Defining Data and Privacy


Data is defined as “facts, information, and statistics collected together for reference or analysis.” The origin of the word data is from the Latin verb “dare” which means “to give” and the neuter past participle “darum” which means “something given.” This connotes a sense of belonging and that the information transferred is given to someone by someone else, suggesting that there is a degree of ownership of that information and a choice that is exercised as to whether to give or share that information. Privacy is defined as “the state of being alone and not watched or disturbed by other people or the state of being free or away from public attention.” It is also defined as “freedom from unauthorized intrusion and the state of being able to keep certain especially personal matters to oneself.” Both underlying definitions of data and privacy independently have similarities. Based on data’s origin, the word implies that there is possession involved in terms of who owns the facts or information that are being collected. Similarly, with privacy, the person who holds those private matters or experiences a state of freedom is entitled to defend against intruders and has authority to protect that state.

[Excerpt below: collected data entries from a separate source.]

impl Builder<BTreeSet<State>> {
    /// Add a transition, returning false if it already existed
    ///
    /// # Errors
    /// Fails if either state is unknown or the symbol is reserved.
    pub fn add_transition(
        &mut self,
        from: State,
        symbol: Symbol,
        to: State,
    ) -> Result<bool, BuildError> {
        if !(is_label(symbol) || symbol == EPSILON) {
            return Err(BuildError::InvalidSymbol(symbol));
        }

        self.link(from, symbol, to)
    }

    /// # Errors
    /// Returns [`BuildError::UnknownState`] if either state is unknown.
    #[inline]
    pub fn add_epsilon_transition(&mut self, from: State, to: State) -> Result<bool, BuildError> {
        self.link(from, EPSILON, to)
    }

    /// Add a transition on the interned id of `word`
    ///
    /// # Errors
    /// Fails if either state is unknown or the alphabet is full.
    pub fn add_word_transition(
        &mut self,
        from: State,
        word: &str,
        to: State,
    ) -> Result<bool, BuildError> {
        let symbol = self.alphabet.intern(word)?;
        self.link(from, symbol, to)
    }

    /// Add a transition taken on any symbol `from` has no labeled transition
    /// for
    ///
    /// # Errors
    /// Returns [`BuildError::UnknownState`] if either state is unknown.
    pub fn add_default_transition(&mut self, from: State, to: State) -> Result<bool, BuildError> {
        self.check(from)?;
        self.check(to)?;
        Ok(self.defaults.entry(from).or_default().insert(to))
    }

    /// Check for an edge; [`DEFAULT`] asks about default transitions
    #[must_use]
    pub fn contains_transition(&self, from: State, symbol: Symbol, to: State) -> bool {
        let map = if symbol == DEFAULT {
            self.defaults.get(&from)
        } else {
            self.edges.get(&from).and_then(|r| r.get(&symbol))
        };

        map.is_some_and(|t| t.contains(&to))
    }

    pub(crate) fn link(
        &mut self,
        from: State,
        symbol: Symbol,
        to: State,
    ) -> Result<bool, BuildError> {
        self.check(from)?;
        self.check(to)?;
        Ok(self
            .edges
            .entry(from)
            .or_default()
            .entry(symbol)
            .or_default()
            .insert(to))
    }

    /// Copy another automaton into this builder as a disconnected subgraph
    ///
    /// Every state of `other` gets a fresh id and every transition is
    /// replayed under the new ids.  No state is marked initial or final; the
    /// returned [`Imported`] lists which new states correspond to `other`'s
    /// initial and final states.
    ///
    /// # Errors
    /// Returns [`BuildError::CapacityExceeded`] if the states do not fit.
    pub fn add_automaton<A: FiniteAutomaton + ?Sized>(
        &mut self,
        other: &A,
    ) -> Result<Imported, BuildError> {
        let mut map = BTreeMap::new();
        for &state in other.states() {
            map.insert(state, self.add_state()?);
        }
        let get = |s: State| map.get(&s).copied().unwrap_or_else(|| unreachable!());

        let foreign: BTreeSet<_> = other
            .alphabet()
            .iter()
            .copied()
            .filter(|&s| s != DEFAULT)
            .collect();
        self.declared.extend(&foreign);

        for t in other.transition_set() {
            let (from, to) = (get(t.from), get(t.to));

            if t.symbol == DEFAULT {
                self.defaults.entry(from).or_default().insert(to);
                self.known
                    .entry(from)
                    .or_insert_with(|| foreign.clone());
            } else {
                self.link(from, t.symbol, to)?;
            }
        }

        Ok(Imported {
            initial: other.initial_states().into_iter().map(get).collect(),
            accept: other.final_states().iter().copied().map(get).collect(),
            map,
        })
    }

    /// Produce an owned NFA from the current contents
    ///
    /// # Errors
    /// Returns [`BuildError::NoInitialState`] if no initial state exists.
    pub fn build(&self) -> Result<Nfa, BuildError> {
        let initial = self.initial.ok_or(BuildError::NoInitialState)?;
        let alphabet = self.symbols();
        let edges = self.expanded_edges(&alphabet);

        Ok(Nfa::from_parts(
            self.states.clone(),
            [initial].into(),
            self.accept.clone(),
            edges,
            alphabet,
            self.state_names(),
        ))
    }
}
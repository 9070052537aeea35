use std::{
    fmt,
    ops::{Deref, DerefMut},
    rc::Rc,
};

use crate::{
    automaton::{FiniteAutomaton, delegate_automaton},
    builder::{BuildError, DfaBuilder},
    dfa::{Dfa, MissingTransition},
    prelude::*,
};

/// Called with the entered state and the symbol read
pub type MealyAction = Rc<dyn Fn(State, Symbol)>;

/// A [`DfaBuilder`] that also records transition actions
#[derive(Default)]
pub struct MealyBuilder {
    dfa: DfaBuilder,
    outputs: BTreeMap<(State, Symbol), MealyAction>,
}

impl fmt::Debug for MealyBuilder {
    fn fmt(&self, f: &mut fmt::Formatter<'_>) -> fmt::Result {
        f.debug_struct("MealyBuilder")
            .field("dfa", &self.dfa)
            .field("outputs", &self.outputs.keys().collect::<Vec<_>>())
            .finish()
    }
}

impl Deref for MealyBuilder {
    type Target = DfaBuilder;

    #[inline]
    fn deref(&self) -> &DfaBuilder { &self.dfa }
}

impl DerefMut for MealyBuilder {
    #[inline]
    fn deref_mut(&mut self) -> &mut DfaBuilder { &mut self.dfa }
}

impl MealyBuilder {
    /// An empty builder with no outputs
    #[inline]
    #[must_use]
    pub fn new() -> Self { Self::default() }

    /// Fire `action` whenever reading `symbol` enters `state`, returning the
    /// action it replaces
    pub fn set_output(
        &mut self,
        state: State,
        symbol: Symbol,
        action: impl Fn(State, Symbol) + 'static,
    ) -> Option<MealyAction> {
        self.outputs.insert((state, symbol), Rc::new(action))
    }

    /// # Errors
    /// See [`DfaBuilder::build`].
    pub fn build(&self) -> Result<MealyAutomaton, BuildError> {
        Ok(MealyAutomaton {
            dfa: self.dfa.build()?,
            outputs: self.outputs.clone(),
        })
    }
}

/// A DFA with actions on its transitions
#[derive(Clone)]
pub struct MealyAutomaton {
    dfa: Dfa,
    outputs: BTreeMap<(State, Symbol), MealyAction>,
}

delegate_automaton!(MealyAutomaton => dfa, run = fire);

impl fmt::Debug for MealyAutomaton {
    fn fmt(&self, f: &mut fmt::Formatter<'_>) -> fmt::Result {
        f.debug_struct("MealyAutomaton")
            .field("dfa", &self.dfa)
            .field("outputs", &self.outputs.keys().collect::<Vec<_>>())
            .finish()
    }
}

impl Deref for MealyAutomaton {
    type Target = Dfa;

    #[inline]
    fn deref(&self) -> &Dfa { &self.dfa }
}

impl MealyAutomaton {
    /// Follow the transition for `symbol`, then fire the action for the
    /// entered state and `symbol`
    ///
    /// # Errors
    /// Returns [`MissingTransition`] if the transition is not defined.
    pub fn step(&self, state: State, symbol: Symbol) -> Result<State, MissingTransition> {
        let to = self.dfa.step(state, symbol)?;
        if let Some(action) = self.outputs.get(&(to, symbol)) {
            trace!(state = to, symbol, "Firing transition action");
            action(to, symbol);
        }
        Ok(to)
    }

    fn fire<I: IntoIterator<Item = Symbol>>(&self, word: I) -> Result<bool, MissingTransition> {
        let mut state = self.dfa.initial_state();
        for symbol in word {
            state = self.step(state, symbol)?;
        }

        Ok(self.dfa.is_final(state))
    }
}

#[cfg(test)]
mod test {
    use std::{cell::RefCell, rc::Rc};

    use super::{MealyAutomaton, MealyBuilder};
    use crate::{FiniteAutomaton, Symbol};

    const A: Symbol = 0;
    const B: Symbol = 1;
    const C: Symbol = 2;
    const D: Symbol = 3;
    const E: Symbol = 4;

    fn automaton(log: &Rc<RefCell<Vec<Symbol>>>) -> MealyAutomaton {
        let mut b = MealyBuilder::new();
        let s0 = b.add_initial_state().unwrap();
        let s1 = b.add_state().unwrap();
        let s2 = b.add_state().unwrap();
        let s3 = b.add_final_state().unwrap();
        let s4 = b.add_final_state().unwrap();
        b.add_transition(s0, A, s1).unwrap();
        b.add_transition(s1, B, s2).unwrap();
        b.add_transition(s2, C, s3).unwrap();
        b.add_transition(s3, D, s0).unwrap();
        b.add_transition(s0, E, s4).unwrap();

        for (state, symbol) in [(s1, A), (s0, D), (s4, E)] {
            let log = Rc::clone(log);
            b.set_output(state, symbol, move |_, sym| log.borrow_mut().push(sym));
        }
        b.build().unwrap()
    }

    #[test]
    fn step_fires_on_entered_state() {
        let log = Rc::new(RefCell::new(vec![]));
        let m = automaton(&log);

        m.step(0, A).unwrap();
        assert_eq!(*log.borrow(), [A]);
        m.step(3, D).unwrap();
        assert_eq!(*log.borrow(), [A, D]);
        m.step(1, B).unwrap();
        assert_eq!(*log.borrow(), [A, D]);
        m.step(0, E).unwrap();
        assert_eq!(*log.borrow(), [A, D, E]);
    }

    #[test]
    fn run_fires_along_the_path() {
        let log = Rc::new(RefCell::new(vec![]));
        let m = automaton(&log);

        assert_eq!(m.run([A, B, C, D, E]), Ok(true));
        assert_eq!(*log.borrow(), [A, D, E]);
        assert_eq!(m.run([A, B]), Ok(false));
        assert_eq!(*log.borrow(), [A, D, E, A]);
    }

    #[test]
    fn set_output_replaces() {
        let mut b = MealyBuilder::new();
        let s0 = b.add_initial_state().unwrap();
        assert!(b.set_output(s0, A, |_, _| ()).is_none());
        assert!(b.set_output(s0, A, |_, _| ()).is_some());
    }
}
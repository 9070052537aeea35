use std::ops::Deref;

use super::tokenizer::{Scanner, Tokenizer, error_automaton};
use crate::{
    automaton::{FiniteAutomaton, delegate_automaton},
    builder::BuildError,
    dfa::Dfa,
    prelude::*,
    product::{Comparator, ProductBuilder},
};

/// A [`Tokenizer`] whose tokens carry the identifier of the expression they
/// matched
///
/// When a token matches several expressions, the one registered first wins.
#[derive(Debug, Clone)]
pub struct Lexer(Tokenizer);

delegate_automaton!(Lexer => 0);

impl Deref for Lexer {
    type Target = Tokenizer;

    #[inline]
    fn deref(&self) -> &Tokenizer { &self.0 }
}

impl Lexer {
    /// Lazily split `input` into tokens
    #[inline]
    #[must_use]
    pub fn scan<'a>(&'a self, input: &'a str) -> Scanner<'a> { self.0.scan(input) }
}

/// Collects the identified expressions of a [`Lexer`]
#[derive(Debug, Clone, Default)]
pub struct LexerBuilder {
    expressions: Vec<(Dfa, String)>,
}

impl LexerBuilder {
    /// A builder with no expressions
    #[inline]
    #[must_use]
    pub fn new() -> Self { Self::default() }

    /// Register the minimal DFA of `expr` under `identifier`
    ///
    /// # Errors
    /// Returns [`BuildError::CapacityExceeded`] if minimization runs out of
    /// state ids.
    pub fn add_expression<A: FiniteAutomaton + ?Sized>(
        &mut self,
        expr: &A,
        identifier: impl Into<String>,
    ) -> Result<(), BuildError> {
        self.expressions.push((expr.minimize()?, identifier.into()));
        Ok(())
    }

    /// The number of registered expressions
    #[inline]
    #[must_use]
    pub fn len(&self) -> usize { self.expressions.len() }

    /// Check whether no expression is registered
    #[inline]
    #[must_use]
    pub fn is_empty(&self) -> bool { self.expressions.is_empty() }

    /// Combine the error automaton and every expression under
    /// [`Comparator::Or`]
    ///
    /// # Errors
    /// Returns [`BuildError::CapacityExceeded`] if the product does not fit.
    pub fn build(&self) -> Result<Lexer, BuildError> {
        let mut product = ProductBuilder::new().with_comparator(Comparator::Or);
        product.add_automaton(error_automaton()?);
        for (dfa, _) in &self.expressions {
            product.add_automaton(dfa.clone());
        }
        let product = product.build()?;

        // Component 0 is the error automaton
        let identifiers: BTreeMap<State, String> = product
            .states()
            .iter()
            .filter_map(|&s| {
                let i = product.accepting_components(s).find(|&i| i > 0)?;
                Some((s, self.expressions[i - 1].1.clone()))
            })
            .collect();

        debug!(
            expressions = self.expressions.len(),
            states = product.states().len(),
            identified = identifiers.len(),
            "Built lexer"
        );

        Ok(Lexer(Tokenizer::with_identifiers(product.into(), identifiers)))
    }
}
//! Smoothed follow camera
//!
//! The eye and target chase their desired positions with a fixed blend per
//! frame instead of snapping, which keeps view toggles and wall bumps soft.

use glam::{Mat4, Vec3};

use crate::blend;
use crate::consts::CAMERA_BLEND;
use crate::sim::state::{Player, ViewMode};

/// Distance of the third-person eye above the player
const THIRD_PERSON_HEIGHT: f32 = 25.0;
const FOV_Y: f32 = std::f32::consts::FRAC_PI_4;
const Z_NEAR: f32 = 0.1;
const Z_FAR: f32 = 1000.0;

#[derive(Debug, Clone)]
pub struct Camera {
    pub eye: Vec3,
    pub target: Vec3,
    pub up: Vec3,
}

impl Camera {
    /// Start already settled on the player's desired view
    pub fn new(player: &Player) -> Self {
        let (eye, target, up) = Self::desired(player);
        Self { eye, target, up }
    }

    /// Where the camera wants to be for the player's view mode
    ///
    /// The shaft runs along -z; third person looks down at the player from
    /// above, first person looks down the shaft from the player's center.
    pub fn desired(player: &Player) -> (Vec3, Vec3, Vec3) {
        let center = player.center();
        // "Up" on screen follows the player's facing
        let up = Vec3::new(-player.angle.sin(), player.angle.cos(), 0.0);
        match player.view {
            ViewMode::ThirdPerson => (center + Vec3::Z * THIRD_PERSON_HEIGHT, center, up),
            ViewMode::FirstPerson => (center, center - Vec3::Z, up),
        }
    }

    /// Blend one frame toward the desired view
    pub fn follow(&mut self, player: &Player) {
        let (eye, target, up) = Self::desired(player);
        self.eye = blend(self.eye, eye, CAMERA_BLEND);
        self.target = blend(self.target, target, CAMERA_BLEND);
        self.up = blend(self.up, up, CAMERA_BLEND).normalize_or(Vec3::Y);
    }

    /// View matrix
    pub fn view(&self) -> Mat4 {
        Mat4::look_at_rh(self.eye, self.target, self.up)
    }

    pub fn projection(aspect: f32) -> Mat4 {
        Mat4::perspective_rh_gl(FOV_Y, aspect.max(0.01), Z_NEAR, Z_FAR)
    }
}

#[cfg(test)]
mod tests {
    use super::*;
    use crate::sim::SimConfig;
    use glam::Vec2;

    #[test]
    fn test_camera_blends_a_tenth() {
        let config = SimConfig::default();
        let mut player = Player::new(&config);
        let mut camera = Camera::new(&player);
        let start_eye = camera.eye;

        player.pos = Vec2::new(5.0, 0.0);
        camera.follow(&player);
        let (desired_eye, _, _) = Camera::desired(&player);
        let moved = camera.eye - start_eye;
        assert!((moved - (desired_eye - start_eye) * 0.1).length() < 1e-5);
    }

    #[test]
    fn test_camera_converges() {
        let config = SimConfig::default();
        let mut player = Player::new(&config);
        let mut camera = Camera::new(&player);
        player.pos = Vec2::new(-3.0, 4.0);
        player.view = ViewMode::FirstPerson;
        for _ in 0..200 {
            camera.follow(&player);
        }
        assert!((camera.eye - player.center()).length() < 1e-3);
    }

    #[test]
    fn test_view_looks_at_target() {
        let config = SimConfig::default();
        let player = Player::new(&config);
        let camera = Camera::new(&player);
        let in_view = camera.view().transform_point3(camera.target);
        // Right-handed view space looks down -z
        assert!(in_view.z < 0.0);
        assert!(in_view.x.abs() < 1e-4 && in_view.y.abs() < 1e-4);
    }
}
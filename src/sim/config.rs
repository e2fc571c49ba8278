//! Simulation configuration
//!
//! Fixed at process start. Loaded from JSON by the runner or built from the
//! defaults/presets below, then validated before a `GameState` is created.

use std::fmt;
use std::str::FromStr;

use serde::{Deserialize, Serialize};

use crate::consts::*;

/// Which wall-collision model the run uses
#[derive(Debug, Clone, Copy, PartialEq, Eq, Serialize, Deserialize, Default)]
pub enum GameMode {
    /// Single sphere pushed back along the first violated wall axis
    Classic,
    /// Full 8-corner bounding box clamp
    #[default]
    Arcade,
}

impl GameMode {
    pub fn as_str(&self) -> &'static str {
        match self {
            GameMode::Classic => "Classic",
            GameMode::Arcade => "Arcade",
        }
    }
}

impl FromStr for GameMode {
    type Err = ConfigError;

    fn from_str(s: &str) -> Result<Self, Self::Err> {
        match s.to_lowercase().as_str() {
            "classic" | "legacy" => Ok(GameMode::Classic),
            "arcade" => Ok(GameMode::Arcade),
            _ => Err(ConfigError::UnknownMode(s.to_string())),
        }
    }
}

/// How the fall speed is bounded
#[derive(Debug, Clone, Copy, PartialEq, Eq, Serialize, Deserialize, Default)]
pub enum VelocityModel {
    /// Quadratic drag, self-limiting at sqrt(g / drag)
    #[default]
    Drag,
    /// Plain gravity with a hard terminal velocity cap
    TerminalCap,
}

/// Relative weights of the platform variants
#[derive(Debug, Clone, Copy, PartialEq, Serialize, Deserialize)]
pub struct VariantWeights {
    pub dense: u32,
    pub varying: u32,
    pub holes: u32,
}

impl Default for VariantWeights {
    fn default() -> Self {
        Self {
            dense: 6,
            varying: 3,
            holes: 1,
        }
    }
}

impl VariantWeights {
    /// Sum of all weights, `None` if it does not fit in a `u32`
    pub fn total(&self) -> Option<u32> {
        self.dense
            .checked_add(self.varying)?
            .checked_add(self.holes)
    }
}

/// All tunables for a run
#[derive(Debug, Clone, Serialize, Deserialize)]
#[serde(default)]
pub struct SimConfig {
    pub mode: GameMode,
    pub velocity_model: VelocityModel,

    // === Shaft ===
    pub wall_side_length: f32,
    pub shaft_depth: f32,
    /// Wall texture repeats every this many units of scroll
    pub wall_texture_period: f32,

    // === Physics ===
    pub gravity: f32,
    pub drag: f32,
    pub terminal_velocity: f32,

    // === Player ===
    pub player_depth: f32,
    pub player_half_extent: f32,
    pub thrust_speed: f32,
    pub turn_rate: f32,

    // === Platforms ===
    pub spawn_depth: f32,
    pub retire_depth: f32,
    pub min_active_platforms: usize,
    pub spacing_scale: f32,
    /// Layer count for dense scatter and holes
    pub platform_layers: u32,
    /// Depth range of the varying-depth scatter
    pub depth_range: f32,
    /// Gaps punched into every holes platform
    pub hole_count: u32,
    /// Fewer holes as difficulty rises: `max(1, ceil((1 - d) * hole_count))`
    pub scale_holes_with_difficulty: bool,
    /// Hole edge length in cells
    pub hole_size: u32,
    pub variant_weights: VariantWeights,

    // === Difficulty ===
    pub start_difficulty: f32,
    pub difficulty_step: f32,
    pub difficulty_ceiling: f32,
    pub difficulty_reset: f32,

    // === Health ===
    pub regen_delay: f32,
    pub regen_rate: f32,
    pub death_display_delay: f32,
    pub death_scale_window: f32,
    pub reset_delay: f32,

    // === Debris ===
    pub debris_lifetime: f32,
    pub debris_gravity: f32,
    pub spin_scale: f32,
    pub scatter_scale: f32,
}

impl Default for SimConfig {
    fn default() -> Self {
        Self {
            mode: GameMode::Arcade,
            velocity_model: VelocityModel::Drag,

            wall_side_length: WALL_SIDE_LENGTH,
            shaft_depth: SHAFT_DEPTH,
            wall_texture_period: 20.0,

            gravity: GRAVITY,
            drag: DRAG,
            terminal_velocity: TERMINAL_VELOCITY,

            player_depth: PLAYER_DEPTH,
            player_half_extent: PLAYER_HALF_EXTENT,
            thrust_speed: THRUST_SPEED,
            turn_rate: TURN_RATE,

            spawn_depth: SPAWN_DEPTH,
            retire_depth: RETIRE_DEPTH,
            min_active_platforms: 3,
            spacing_scale: 60.0,
            platform_layers: 1,
            depth_range: 6.0,
            hole_count: 3,
            scale_holes_with_difficulty: false,
            hole_size: 4,
            variant_weights: VariantWeights::default(),

            start_difficulty: START_DIFFICULTY,
            difficulty_step: DIFFICULTY_STEP,
            difficulty_ceiling: DIFFICULTY_CEILING,
            difficulty_reset: DIFFICULTY_RESET,

            regen_delay: 1.0,
            regen_rate: 0.0005,
            death_display_delay: 1.0,
            death_scale_window: 1.0,
            reset_delay: 3.0,

            debris_lifetime: 3.0,
            debris_gravity: 6.0,
            spin_scale: 2.0,
            scatter_scale: 3.0,
        }
    }
}

impl SimConfig {
    /// Legacy single-platform rules: sphere wall checks and a hard speed cap
    pub fn classic() -> Self {
        Self {
            mode: GameMode::Classic,
            velocity_model: VelocityModel::TerminalCap,
            min_active_platforms: 1,
            variant_weights: VariantWeights {
                dense: 1,
                varying: 0,
                holes: 0,
            },
            ..Self::default()
        }
    }

    /// Parse and validate a JSON config. Missing fields take their defaults.
    pub fn from_json(json: &str) -> Result<Self, ConfigError> {
        let config: SimConfig =
            serde_json::from_str(json).map_err(|e| ConfigError::Parse(e.to_string()))?;
        config.validate()?;
        Ok(config)
    }

    /// Number of grid cells along one horizontal axis
    pub fn grid_cells(&self) -> u32 {
        (self.wall_side_length * 2.0) as u32
    }

    /// Reject configurations that would make the bounds or generators meaningless
    pub fn validate(&self) -> Result<(), ConfigError> {
        let l = self.wall_side_length;
        if !(l > 0.0) {
            return Err(ConfigError::NonPositive {
                field: "wall_side_length",
                value: l,
            });
        }
        if l.fract() != 0.0 {
            return Err(ConfigError::NonIntegralWallSide(l));
        }

        for (field, value) in [
            ("gravity", self.gravity),
            ("terminal_velocity", self.terminal_velocity),
            ("player_half_extent", self.player_half_extent),
            ("wall_texture_period", self.wall_texture_period),
            ("spacing_scale", self.spacing_scale),
            ("debris_lifetime", self.debris_lifetime),
            ("reset_delay", self.reset_delay),
            ("death_scale_window", self.death_scale_window),
        ] {
            if !(value > 0.0) {
                return Err(ConfigError::NonPositive { field, value });
            }
        }
        if self.drag < 0.0 {
            return Err(ConfigError::Negative {
                field: "drag",
                value: self.drag,
            });
        }
        if self.velocity_model == VelocityModel::Drag && self.drag == 0.0 {
            return Err(ConfigError::NonPositive {
                field: "drag",
                value: self.drag,
            });
        }
        for (field, value) in [
            ("depth_range", self.depth_range),
            ("spin_scale", self.spin_scale),
            ("scatter_scale", self.scatter_scale),
        ] {
            if !(value >= 0.0) {
                return Err(ConfigError::Negative { field, value });
            }
        }

        for (field, value) in [
            ("start_difficulty", self.start_difficulty),
            ("difficulty_step", self.difficulty_step),
            ("difficulty_ceiling", self.difficulty_ceiling),
            ("difficulty_reset", self.difficulty_reset),
            ("regen_rate", self.regen_rate),
        ] {
            if !(0.0..=1.0).contains(&value) {
                return Err(ConfigError::OutOfUnitRange { field, value });
            }
        }
        if self.difficulty_reset >= self.difficulty_ceiling {
            return Err(ConfigError::DifficultyCycle {
                reset: self.difficulty_reset,
                ceiling: self.difficulty_ceiling,
            });
        }

        // The rotated player box must always fit between the walls
        let player_reach = self.player_half_extent * std::f32::consts::SQRT_2;
        if player_reach >= l {
            return Err(ConfigError::PlayerTooLarge {
                reach: player_reach,
                wall_side_length: l,
            });
        }

        let footprint = (self.player_half_extent * 2.0).ceil() as u32;
        if self.hole_size < footprint || self.hole_size > self.grid_cells() {
            return Err(ConfigError::HoleSize {
                hole_size: self.hole_size,
                min: footprint,
                max: self.grid_cells(),
            });
        }

        if self.platform_layers == 0 {
            return Err(ConfigError::NonPositive {
                field: "platform_layers",
                value: 0.0,
            });
        }
        if self.min_active_platforms == 0 {
            return Err(ConfigError::NonPositive {
                field: "min_active_platforms",
                value: 0.0,
            });
        }
        match self.variant_weights.total() {
            None => return Err(ConfigError::WeightOverflow(self.variant_weights)),
            Some(0) => return Err(ConfigError::NoVariants),
            Some(_) => {}
        }
        if self.spawn_depth >= self.retire_depth {
            return Err(ConfigError::SpawnPastRetire {
                spawn_depth: self.spawn_depth,
                retire_depth: self.retire_depth,
            });
        }

        Ok(())
    }
}

/// Configuration rejected at startup
#[derive(Debug, Clone, PartialEq)]
pub enum ConfigError {
    NonPositive { field: &'static str, value: f32 },
    Negative { field: &'static str, value: f32 },
    NonIntegralWallSide(f32),
    OutOfUnitRange { field: &'static str, value: f32 },
    DifficultyCycle { reset: f32, ceiling: f32 },
    PlayerTooLarge { reach: f32, wall_side_length: f32 },
    HoleSize { hole_size: u32, min: u32, max: u32 },
    NoVariants,
    WeightOverflow(VariantWeights),
    UnknownMode(String),
    SpawnPastRetire { spawn_depth: f32, retire_depth: f32 },
    Parse(String),
}

impl fmt::Display for ConfigError {
    fn fmt(&self, f: &mut fmt::Formatter<'_>) -> fmt::Result {
        match self {
            Self::NonPositive { field, value } => {
                write!(f, "{field} must be positive, got {value}")
            }
            Self::Negative { field, value } => {
                write!(f, "{field} must not be negative, got {value}")
            }
            Self::NonIntegralWallSide(l) => {
                write!(f, "wall_side_length must be a whole number, got {l}")
            }
            Self::OutOfUnitRange { field, value } => {
                write!(f, "{field} must be within [0, 1], got {value}")
            }
            Self::DifficultyCycle { reset, ceiling } => write!(
                f,
                "difficulty_reset ({reset}) must be below difficulty_ceiling ({ceiling})"
            ),
            Self::PlayerTooLarge {
                reach,
                wall_side_length,
            } => write!(
                f,
                "player reach {reach} does not fit inside wall half-width {wall_side_length}"
            ),
            Self::HoleSize {
                hole_size,
                min,
                max,
            } => write!(f, "hole_size {hole_size} must be within {min}..={max} cells"),
            Self::NoVariants => write!(f, "at least one platform variant weight must be non-zero"),
            Self::WeightOverflow(w) => write!(
                f,
                "variant weights {}/{}/{} overflow when summed",
                w.dense, w.varying, w.holes
            ),
            Self::UnknownMode(name) => {
                write!(f, "unknown game mode {name:?} (expected classic or arcade)")
            }
            Self::SpawnPastRetire {
                spawn_depth,
                retire_depth,
            } => write!(
                f,
                "spawn_depth ({spawn_depth}) must be below retire_depth ({retire_depth})"
            ),
            Self::Parse(msg) => write!(f, "invalid config JSON: {msg}"),
        }
    }
}

impl std::error::Error for ConfigError {}
//! Renderer-facing output
//!
//! The simulation never draws. Each frame it hands the host a camera, a
//! projection and a flat list of instances to draw.

pub mod camera;
pub mod instance;
pub mod material;

pub use camera::Camera;
pub use instance::{DrawInstance, ShapeKind};
pub use material::{MaterialId, MaterialPalette};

By combining these two words, the center of the term “data privacy” would appear to be, at a singular level, an individual.

Terming Data Privacy


Data privacy as a term began to appear in written texts in the United States in the late 1950s. Specifically, in 1959, the National Bureau of Standards (NSB) published a monograph in which the term was defined: “Data privacy is the protection of data (typically in a computer-based system) for the sole use of one individual or organization, or by such others as the owner of the data may authorize (e.g., other individuals, organizations, agencies, or groups).” What marries “data” and “privacy” is due to, as the NSB’s definition raises, the birth and growth of computer systems at the time. By pairing these words, the term data privacy closely, if not entirely today, implies that a computerized information system is present and involved in the process for where that data is stored and how it is protected.

The Problem Created


In theory, it seems that data privacy should be about the individual, but in reality, it is about the protection of data on computer systems. This distinction is necessary because data protection is operated by who ultimately has power. That would be who owns the computer system, where it and the data stored are located, and most importantly, who collects, controls, and owns the data. As Yochai Benkler states, over the past ten years, there has been a shift to higher level systems (e.g., Facebook, Google, Apple, Amazon) in which there exists no core organizing structure for how to build new or integrate existing systems. The shift has been away from building frameworks and software of openness, and there are no public standards for data portability nor legal requirements for interoperability.

Why Does That Matter?


This new model of a few dominant players creates a concentration of power in which their influence increases not through open programs, but through closed platforms. Since data has become the core infrastructure around which control develops and since the anatomy of these closed platforms is owned and operated by the system providers, then the individual lacks any real authority, or possibility, to even control the privacy of his or her data. Instead, privacy is built upon a form of consent between the system operator and the consumer, in which the user unseeingly accepts because there is no real choice, “stemming from a conception of the absence of any choice to begin with” (Benkler). And with that, we see public law unable to effectively reach or enact legislation in that closed realm and instead see more concentrated power thus allowing for companies to create policies privately to serve their best interest.

What Next?


If a user consents to engage with a behavior collection system, then that user should expect no privacy on that platform. What is the alternative? To see past the convenience and attractiveness of closed platforms and their services and to “demand that the physiology of the machine work for the human” (Moglen). The individual must exercise the right to privacy not by negotiating with the no-exit platforms for protection that will never exist, but rather returning to an open architecture in which the individual’s freedom lies in the infrastructure itself and which allows users to reestablish ownership and the discretion of where, when, and whom to share their data. Indeed, only then, through the user’s choice and act to take ownership of activity in the digital/cyber realm will a true sense of freedom be achieved and data privacy realized for the individual.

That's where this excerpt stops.